The mark of a Joseph Roth short story is the leap into a kind of magical elegy. The pain of loss is everywhere in his work, especially in the stories collected here by Michael Hofmann, his adept translator. Roth the writer emerged from the rubble of a lost world, the world of Europe before World War I, where everything was known or knowable and nothing would ever change--or if it did, never for the worse.

And then, in the blink of an eye, an archduke was assassinated and the whole elaborate artifice fell apart. Roth has made that historic moment into a psychological moment, too, for his characters: Loss of innocence goes along with loss of home, or of homeland. His fictional terrain is a land of specific places--the bad corners of certain cities, squalid little villages near bigger villages, train stations along the way, town squares, parks and cemeteries--in a world where all the reasonable maps have been lost or, worse, burned. “Already,” one of his narrators says, “I had forgotten my birthplace, the little town in Russia which no longer exists. It has been blown up by guns, burnt down by fires, trampled upon by boots, and now the golden maize flowers where once were dirty lanes and houses, and the wind blows over the streets and pavements of my childhood. Other towns grow rich and powerful or, if they are condemned to die, they die slowly, death torments them for a hundred years or a thousand. But our little town it abruptly mowed down with its big sharp scythe.”

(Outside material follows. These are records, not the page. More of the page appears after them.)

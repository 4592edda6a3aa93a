//! Error types for the cache
//!
//! Provides unified error handling using thiserror.

use axum::{
    http::StatusCode,
    response::{IntoResponse, Response},
    Json,
};
use thiserror::Error;

use crate::models::ErrorResponse;

// == Cache Error Enum ==
/// Unified error type for the cache and its diagnostics surface.
#[derive(Error, Debug, Clone, PartialEq, Eq)]
pub enum CacheError {
    /// Key absent or expired; callers treat this as a plain cache miss
    #[error("Key not found: {0}")]
    KeyNotFound(String),

    /// Value passed to set could not be encoded
    #[error("Encode failure: {0}")]
    Encode(String),

    /// Stored representation does not fit the requested type
    #[error("Decode failure: {0}")]
    Decode(String),

    /// Rejected cache configuration
    #[error("Invalid configuration: {0}")]
    InvalidConfig(String),

    /// Invalid request data
    #[error("Invalid request: {0}")]
    InvalidRequest(String),

    /// Cluster transport refused a publish
    #[error("Transport error: {0}")]
    Transport(String),
}

impl CacheError {
    /// Returns true for the expected miss case.
    pub fn is_not_found(&self) -> bool {
        matches!(self, CacheError::KeyNotFound(_))
    }
}

// == IntoResponse Implementation ==
impl IntoResponse for CacheError {
    fn into_response(self) -> Response {
        let status = match &self {
            CacheError::KeyNotFound(_) => StatusCode::NOT_FOUND,
            CacheError::InvalidRequest(_) | CacheError::Decode(_) => StatusCode::BAD_REQUEST,
            CacheError::Encode(_) => StatusCode::UNPROCESSABLE_ENTITY,
            CacheError::InvalidConfig(_) | CacheError::Transport(_) => {
                StatusCode::INTERNAL_SERVER_ERROR
            }
        };

        let body = Json(ErrorResponse::new(self.to_string()));

        (status, body).into_response()
    }
}

// == Result Type Alias ==
/// Convenience Result type for the cache.
pub type Result<T> = std::result::Result<T, CacheError>;

#[cfg(test)]
mod tests {
    use super::*;

    #[test]
    fn test_not_found_maps_to_404() {
        let response = CacheError::KeyNotFound("k".to_string()).into_response();
        assert_eq!(response.status(), StatusCode::NOT_FOUND);
    }

    #[test]
    fn test_decode_maps_to_400() {
        let response = CacheError::Decode("bad shape".to_string()).into_response();
        assert_eq!(response.status(), StatusCode::BAD_REQUEST);
    }

    #[test]
    fn test_is_not_found() {
        assert!(CacheError::KeyNotFound("k".into()).is_not_found());
        assert!(!CacheError::Encode("x".into()).is_not_found());
    }
}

The pain of loss is here, it is true, but also the handiwork of artistic reconstruction, the life-giving force with which Roth tries to rebuild and refurnish his lost homeland. As he remembers specific moments, he reconstructs the disappeared: both the people and the places, and, of course, the times. There is the moment in “The Blind Mirror” when Fini, a drab little office girl, comes alive to romance, walking with a man in the park, “different by night, warm and nurturing. She couldn’t see what was behind the trees, what was happening in the stupefying light of the lamps, those stalled silver lightnings that plunged the distance to the next light in deeper darkness.” There is a moment in the dazzling “Strawberries” when night falls over the fields: “How suddenly the evenings used to fall there with remote glittering stars in a frozen blue sky, with short vehement darkening indoors, with howling devils in the stoves, with ghosts spun from nothing. The sun was visible for half an hour a day. It was pale and white, obscured by a frozen windowpane. Narrow paths were trodden into deep snow; people walked between tall white walls of snow.” (Not just war but poverty, too, patrols the perimeter of Roth’s literary universe, just as it did Galicia, the part of Ukraine where he was born.)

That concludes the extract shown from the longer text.